Brasília – Ao negar habeas corpus apresentado contra a decisão do presidente do Tribunal Regional Federal da 4ª Região (TRF-4) que cassou a decisão de soltura do ex-presidente Luiz Inácio Lula da Silva (PT), a presidente do Superior Tribunal de Justiça (STJ), Laurita Hilário Vaz, afirmou a incompetência do desembargador Rogério Favreto para decidir sobre o caso do petista.

O habeas corpus foi apresentado por um advogado de fora da defesa de Lula. Nos últimos dois dias, o STJ recebeu mais de 140 habeas corpus impetrados por pessoas que não fazem parte da defesa técnica do ex-presidente.

Laurita recorda que a 8ª Turma do TRF-4 foi unânime ao determinar a execução provisória da condenação imposta ao petista. Também destaca que a 5ª Turma do STJ negou um pedido de liberdade do petista em março, e que o STF, em abril, também rejeitou em plenário um habeas corpus de Lula.

“Depois de percorrer todas as instâncias do Poder Judiciário Brasileiro, a questão sobre a prisão do ora Paciente foi ressuscitada por advogados, que, ainda inconformados, peticionaram, estranhamente, perante determinado Juízo de Plantão do TRF da 4.ª Região”, afirma a ministra.

Segundo a presidente do STJ, a decisão de Favreto que concedeu a ordem de liberdade com base em suposto fato novo, considerando a condição do paciente como pré-candidato, é “inusitada e teratológica”, uma vez que se mostra em “flagrante desrespeito” à decisão já tomada pelo TRF-4, pelo STJ e STF.

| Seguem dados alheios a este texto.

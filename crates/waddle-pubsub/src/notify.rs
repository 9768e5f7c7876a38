//! Notification fan-out.
//!
//! Every handler that must tell other entities about a change goes through
//! [`NotificationService`]. Event notifications reach subscribers whose
//! subscription is `subscribed` and whose affiliation is not `outcast`.

use async_trait::async_trait;
use jid::BareJid;
use minidom::Element;
use tracing::{debug, instrument};

use crate::form::{DataForm, FormField, FormType};
use crate::repository::Node;
use crate::stanzas::{
    build_event_message, build_pubsub_message, with_namespace, NS_CLIENT, NS_PUBSUB,
    NS_PUBSUB_EVENT, NS_PUBSUB_SUBSCRIBE_AUTHORIZATION,
};
use crate::types::{Affiliation, Subscription};
use crate::outbound::{SendResult, StanzaSender};

/// Outbound notifications raised by operation handlers.
#[async_trait]
pub trait NotificationService: Send + Sync + 'static {
    /// Items were published to `node`.
    async fn items_published(&self, node: &Node, items: &[Element]);

    /// Items were retracted from `node`.
    async fn items_retracted(&self, node: &Node, item_ids: &[String]);

    /// Every item of `node` is about to be removed.
    async fn node_purged(&self, node: &Node);

    /// `node` is about to be deleted.
    async fn node_deleted(&self, node: &Node);

    /// The configuration of `node` changed.
    async fn configuration_changed(&self, node: &Node);

    /// An owner changed `jid`'s affiliation.
    async fn affiliation_changed(&self, node: &Node, jid: &BareJid, affiliation: Affiliation);

    /// An owner changed `jid`'s subscription.
    async fn subscription_changed(
        &self,
        node: &Node,
        jid: &BareJid,
        subscription: Subscription,
        subid: Option<&str>,
    );

    /// `subscriber` asked to subscribe to an `authorize` node.
    async fn authorization_requested(&self, node: &Node, subscriber: &BareJid, subid: &str);

    /// An owner approved or denied a pending subscription.
    async fn subscription_decided(
        &self,
        node: &Node,
        subscriber: &BareJid,
        subscription: Subscription,
    );
}

/// Build the `<subscription/>` element used in replies and notices.
pub fn subscription_element(
    ns: &str,
    node: &str,
    jid: &BareJid,
    subscription: Subscription,
    subid: Option<&str>,
) -> Element {
    let mut builder = Element::builder("subscription", ns)
        .attr("node", node)
        .attr("jid", jid.to_string())
        .attr("subscription", subscription.as_str());
    if let Some(subid) = subid.filter(|s| !s.is_empty()) {
        builder = builder.attr("subid", subid);
    }
    builder.build()
}

/// The subscription authorization form sent to node owners.
pub fn authorization_form(node: &str, subscriber: &BareJid, subid: &str) -> DataForm {
    let mut form = DataForm::new(FormType::Form);
    form.title = Some("PubSub subscriber request".to_string());
    form.add_field(FormField::hidden("FORM_TYPE", NS_PUBSUB_SUBSCRIBE_AUTHORIZATION));
    form.add_field(FormField::hidden("pubsub#subid", subid));
    form.add_field(FormField::text_single("pubsub#node", "Node ID", node));
    let mut subscriber_field = FormField::text_single(
        "pubsub#subscriber_jid",
        "Subscriber Address",
        &subscriber.to_string(),
    );
    subscriber_field.field_type = Some(crate::form::FieldType::JidSingle);
    form.add_field(subscriber_field);
    form.add_field(FormField::boolean(
        "pubsub#allow",
        "Allow this JID to subscribe to this pubsub node?",
        false,
    ));
    form
}

/// Notifier that turns events into stanzas on a [`StanzaSender`].
#[derive(Debug, Clone)]
pub struct StanzaNotifier {
    sender: StanzaSender,
}

impl StanzaNotifier {
    pub fn new(sender: StanzaSender) -> Self {
        Self { sender }
    }

    /// Bare JIDs that receive event notifications for `node`.
    pub fn recipients(node: &Node) -> Vec<BareJid> {
        node.subscriptions()
            .subscribed()
            .into_iter()
            .filter(|jid| node.affiliations().get(jid) != Affiliation::Outcast)
            .collect()
    }

    fn broadcast(&self, node: &Node, payload: Element) -> usize {
        let mut delivered = 0;
        for jid in Self::recipients(node) {
            let message = build_event_message(node.service(), &jid, payload.clone());
            if self.sender.send(message) == SendResult::Sent {
                delivered += 1;
            }
        }
        delivered
    }
}

#[async_trait]
impl NotificationService for StanzaNotifier {
    #[instrument(skip(self, node, items), fields(node = %node.name(), items = items.len()))]
    async fn items_published(&self, node: &Node, items: &[Element]) {
        let deliver_payloads = node.config().deliver_payloads();
        let mut payload = Element::builder("items", NS_PUBSUB_EVENT).attr("node", node.name());
        for item in items {
            let event_item = if deliver_payloads {
                with_namespace(item, NS_PUBSUB_EVENT)
            } else {
                let mut bare = Element::builder("item", NS_PUBSUB_EVENT);
                if let Some(id) = item.attr("id") {
                    bare = bare.attr("id", id);
                }
                bare.build()
            };
            payload = payload.append(event_item);
        }

        let delivered = self.broadcast(node, payload.build());
        debug!(delivered, "Publish notifications sent");
    }

    #[instrument(skip(self, node, item_ids), fields(node = %node.name()))]
    async fn items_retracted(&self, node: &Node, item_ids: &[String]) {
        let mut payload = Element::builder("items", NS_PUBSUB_EVENT).attr("node", node.name());
        for id in item_ids {
            payload = payload.append(
                Element::builder("retract", NS_PUBSUB_EVENT)
                    .attr("id", id.as_str())
                    .build(),
            );
        }

        let delivered = self.broadcast(node, payload.build());
        debug!(delivered, "Retract notifications sent");
    }

    async fn node_purged(&self, node: &Node) {
        let payload = Element::builder("purge", NS_PUBSUB_EVENT)
            .attr("node", node.name())
            .build();
        self.broadcast(node, payload);
    }

    async fn node_deleted(&self, node: &Node) {
        let payload = Element::builder("delete", NS_PUBSUB_EVENT)
            .attr("node", node.name())
            .build();
        self.broadcast(node, payload);
    }

    async fn configuration_changed(&self, node: &Node) {
        let payload = Element::builder("configuration", NS_PUBSUB_EVENT)
            .attr("node", node.name())
            .build();
        self.broadcast(node, payload);
    }

    async fn affiliation_changed(&self, node: &Node, jid: &BareJid, affiliation: Affiliation) {
        let payload = Element::builder("affiliations", NS_PUBSUB)
            .attr("node", node.name())
            .append(
                Element::builder("affiliation", NS_PUBSUB)
                    .attr("jid", jid.to_string())
                    .attr("affiliation", affiliation.as_str())
                    .build(),
            )
            .build();
        self.sender
            .send(build_pubsub_message(node.service(), jid, payload));
    }

    async fn subscription_changed(
        &self,
        node: &Node,
        jid: &BareJid,
        subscription: Subscription,
        subid: Option<&str>,
    ) {
        let payload = subscription_element(NS_PUBSUB, node.name(), jid, subscription, subid);
        self.sender
            .send(build_pubsub_message(node.service(), jid, payload));
    }

    #[instrument(skip(self, node), fields(node = %node.name(), subscriber = %subscriber))]
    async fn authorization_requested(&self, node: &Node, subscriber: &BareJid, subid: &str) {
        let form = authorization_form(node.name(), subscriber, subid).to_element();
        for owner in node.affiliations().owners() {
            let message = Element::builder("message", NS_CLIENT)
                .attr("from", node.service().to_string())
                .attr("to", owner.to_string())
                .attr("id", uuid::Uuid::new_v4().to_string())
                .append(form.clone())
                .build();
            self.sender.send(message);
        }
        debug!("Authorization request sent to owners");
    }

    async fn subscription_decided(
        &self,
        node: &Node,
        subscriber: &BareJid,
        subscription: Subscription,
    ) {
        let subid = node.subscriptions().subid(subscriber);
        let payload = subscription_element(
            NS_PUBSUB,
            node.name(),
            subscriber,
            subscription,
            subid.as_deref(),
        );
        self.sender
            .send(build_pubsub_message(node.service(), subscriber, payload));
    }
}
//! Tracing subscriber setup.
//!
//! `RUST_LOG` wins over the configured filter when set.

use anyhow::Result;
use tracing_subscriber::{layer::SubscriberExt, util::SubscriberInitExt, EnvFilter};

use crate::config::{LogConfig, LogFormat};

/// Install the global subscriber. Logs go to stderr; stdout carries stanzas.
pub fn init(config: &LogConfig) -> Result<()> {
    let filter =
        EnvFilter::try_from_default_env().or_else(|_| EnvFilter::try_new(&config.filter))?;

    let registry = tracing_subscriber::registry().with(filter);
    match config.format {
        LogFormat::Pretty => registry
            .with(
                tracing_subscriber::fmt::layer()
                    .with_writer(std::io::stderr)
                    .with_target(true)
                    .with_thread_ids(false)
                    .with_file(true)
                    .with_line_number(true)
                    .pretty(),
            )
            .try_init()?,
        LogFormat::Json => registry
            .with(
                tracing_subscriber::fmt::layer()
                    .with_writer(std::io::stderr)
                    .with_target(true)
                    .json(),
            )
            .try_init()?,
    }

    tracing::info!(format = ?config.format, "Telemetry initialized");
    Ok(())
}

“É óbvio e ululante que o mero anúncio de intenção de réu preso de ser candidato a cargo público não tem o condão de reabrir a discussão acerca da legalidade do encarceramento, mormente quando, como no caso, a questão já foi examinada e decidida em todas as instâncias do Poder Judiciário”, afirmou a ministra.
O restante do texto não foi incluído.